When I got him home and out of the cage he stunk something awful. The saddest part of it was he was plenty old enough to roost but he didn't know how.


----------



## lover of birds (Nov 7, 2017)

Got a toy/mini poodle yesterday. He's 2 & 1/2 years old, from someone who was breeding designer puppies, but quitting. He's housebroke, calm, doesn't bark, a very good boy. 

The cats are terrified, and hope they can adjust. I'll post a pic soon.


----------



## robin416 (Sep 8, 2013)

Is this your only dog or adding to the pack?

And that is another reason why I won't be getting another dog, my two old cats. I'm just not willing to upset that apple cart.

Looking forward to the pics of the new fluff ball in your house.


----------



## lover of birds (Nov 7, 2017)

Yes, he's the only dog. One cat I think can adjust, but the other one I'm not sure about. They are young, and spend a lot of time outside, but they like to be able to go in the house and not be afraid.

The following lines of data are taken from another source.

//! Batch result report.
//!
//! The orchestrator owns the live report and mutates it only through the
//! crate-private recording methods; callers always receive clones.

use std::path::PathBuf;

use chrono::{DateTime, Utc};
use serde::Serialize;

use crate::format::OutputFormat;
use crate::orchestrator::BatchId;
use crate::outcome::{TaskOutcome, TaskStatus};
use crate::task::{ConversionTask, TaskId};

#[derive(Debug, Clone, Copy, PartialEq, Eq, Serialize)]
#[serde(rename_all = "snake_case")]
pub enum EntryState {
    Pending,
    Running,
    Finished,
}

#[derive(Debug, Clone, Serialize)]
#[serde(rename_all = "camelCase")]
pub struct ReportEntry {
    pub task_id: TaskId,
    pub input_path: PathBuf,
    pub output_format: OutputFormat,
    /// Output path chosen at submission, if planning succeeded.
    #[serde(skip_serializing_if = "Option::is_none")]
    pub planned_output: Option<PathBuf>,
    pub state: EntryState,
    #[serde(skip_serializing_if = "Option::is_none")]
    pub outcome: Option<TaskOutcome>,
}

impl ReportEntry {
    pub fn status(&self) -> Option<TaskStatus> {
        self.outcome.as_ref().map(|o| o.status)
    }
}

#[derive(Debug, Clone, Copy, Default, PartialEq, Eq, Serialize)]
#[serde(rename_all = "camelCase")]
pub struct OutcomeCounts {
    pub total: usize,
    pub pending: usize,
    pub running: usize,
    pub succeeded: usize,
    pub failed: usize,
    pub cancelled: usize,
}

impl OutcomeCounts {
    pub fn finished(&self) -> usize {
        self.succeeded + self.failed + self.cancelled
    }
}

#[derive(Debug, Clone, Serialize)]
#[serde(rename_all = "camelCase")]
pub struct ResultReport {
    pub batch_id: BatchId,
    /// One entry per submitted task, in submission order.
    pub entries: Vec<ReportEntry>,
    pub counts: OutcomeCounts,
    pub cancel_requested: bool,
    pub finished: bool,
    pub started_at: DateTime<Utc>,
    #[serde(skip_serializing_if = "Option::is_none")]
    pub finished_at: Option<DateTime<Utc>>,
}

impl ResultReport {
    pub(crate) fn new(batch_id: BatchId, tasks: &[(&ConversionTask, Option<PathBuf>)]) -> Self {
        let entries: Vec<ReportEntry> = tasks
            .iter()
            .map(|(task, planned)| ReportEntry {
                task_id: task.id().clone(),
                input_path: task.input_path().to_path_buf(),
                output_format: task.output_format(),
                planned_output: planned.clone(),
                state: EntryState::Pending,
                outcome: None,
            })
            .collect();

        let counts = OutcomeCounts {
            total: entries.len(),
            pending: entries.len(),
            ..OutcomeCounts::default()
        };

        Self {
            batch_id,
            entries,
            counts,
            cancel_requested: false,
            finished: false,
            started_at: Utc::now(),
            finished_at: None,
        }
    }

    pub(crate) fn mark_running(&mut self, index: usize) -> bool {
        match self.entries.get_mut(index) {
            Some(entry) if entry.state == EntryState::Pending => {
                entry.state = EntryState::Running;
                self.counts.pending -= 1;
                self.counts.running += 1;
                true
            }
            _ => false,
        }
    }

    /// Stores the outcome for slot `index`. A slot is written at most once;
    /// later writes are refused and return `false`.
    pub(crate) fn record(&mut self, index: usize, outcome: TaskOutcome) -> bool {
        if self.finished {
            return false;
        }
        let Some(entry) = self.entries.get_mut(index) else {
            return false;
        };
        match entry.state {
            EntryState::Finished => return false,
            EntryState::Pending => self.counts.pending -= 1,
            EntryState::Running => self.counts.running -= 1,
        }
        match outcome.status {
            TaskStatus::Succeeded => self.counts.succeeded += 1,
            TaskStatus::Failed => self.counts.failed += 1,
            TaskStatus::Cancelled => self.counts.cancelled += 1,
        }
        entry.state = EntryState::Finished;
        entry.outcome = Some(outcome);
        true
    }

    pub(crate) fn freeze(&mut self) {
        if !self.finished {
            self.finished = true;
            self.finished_at = Some(Utc::now());
        }
    }

    /// Indices of slots that have not reached a terminal state.
    pub(crate) fn unfinished(&self) -> Vec<usize> {
        self.entries
            .iter()
            .enumerate()
            .filter(|(_, entry)| entry.state != EntryState::Finished)
            .map(|(index, _)| index)
            .collect()
    }

    pub fn len(&self) -> usize {
        self.entries.len()
    }

    pub fn is_empty(&self) -> bool {
        self.entries.is_empty()
    }

    /// True once every task reached Succeeded, Failed or Cancelled.
    pub fn is_complete(&self) -> bool {
        self.counts.finished() == self.counts.total
    }

    pub fn has_failures(&self) -> bool {
        self.counts.failed > 0
    }

    pub fn all_succeeded(&self) -> bool {
        self.counts.succeeded == self.counts.total
    }

    /// Outcomes in submission order; `None` for tasks still pending or running.
    pub fn outcomes(&self) -> impl Iterator<Item = Option<&TaskOutcome>> {
        self.entries.iter().map(|entry| entry.outcome.as_ref())
    }

    pub fn statuses(&self) -> Vec<Option<TaskStatus>> {
        self.entries.iter().map(ReportEntry::status).collect()
    }
}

I might have made a mistake. He's such a good boy.


----------



## robin416 (Sep 8, 2013)

If he's a good boy and he doesn't aggravate the cats then why is he a mistake? 

Are the cats really afraid of him or just not liking having an interloper? Because of my set up in TN and my other old cats I kept my two current cats locked in the back half of my house. They never interacted with my four dogs. Then when the old cats died I let these two out. They never missed a beat with the dogs although the female would hiss if one of them got in her face.


----------



## lover of birds (Nov 7, 2017)

They are just afraid of him being around, and don't want to take the chance of coming in contact with him at all.

Although it was okay for the cats to follow an opossum to where his home was, which was under my chicken shed.


----------



## robin416 (Sep 8, 2013)

If he isn't bugging them I'll bet they'll adjust to his presence especially since they're young. Mine did. 

Because mine are now 12 years old I won't force them to accept another dog in the house.


----------



## lover of birds (Nov 7, 2017)

I sure hope so. One cat is just over 2 & 1/2 years old, who grew up with a dog in the house of the breeder, and the other cat is 1 year 3 months.


----------



## robin416 (Sep 8, 2013)

Too bad cats don't follow the lead of the older more experienced cat. Things could get all settled in a hurry that way. Unfortunately cats are cats and only follow their own lead.


----------



## Maryellen (Jan 21, 2015)

The cats will adjust, it's just going to take some time. Took my cats 3 months to get used to moe and duke.
If the dog is a great dog just have patience it will all work out


----------



## lover of birds (Nov 7, 2017)

He's actually more black than what the camera recorded. He is coal black, and his collar is purple, not pink.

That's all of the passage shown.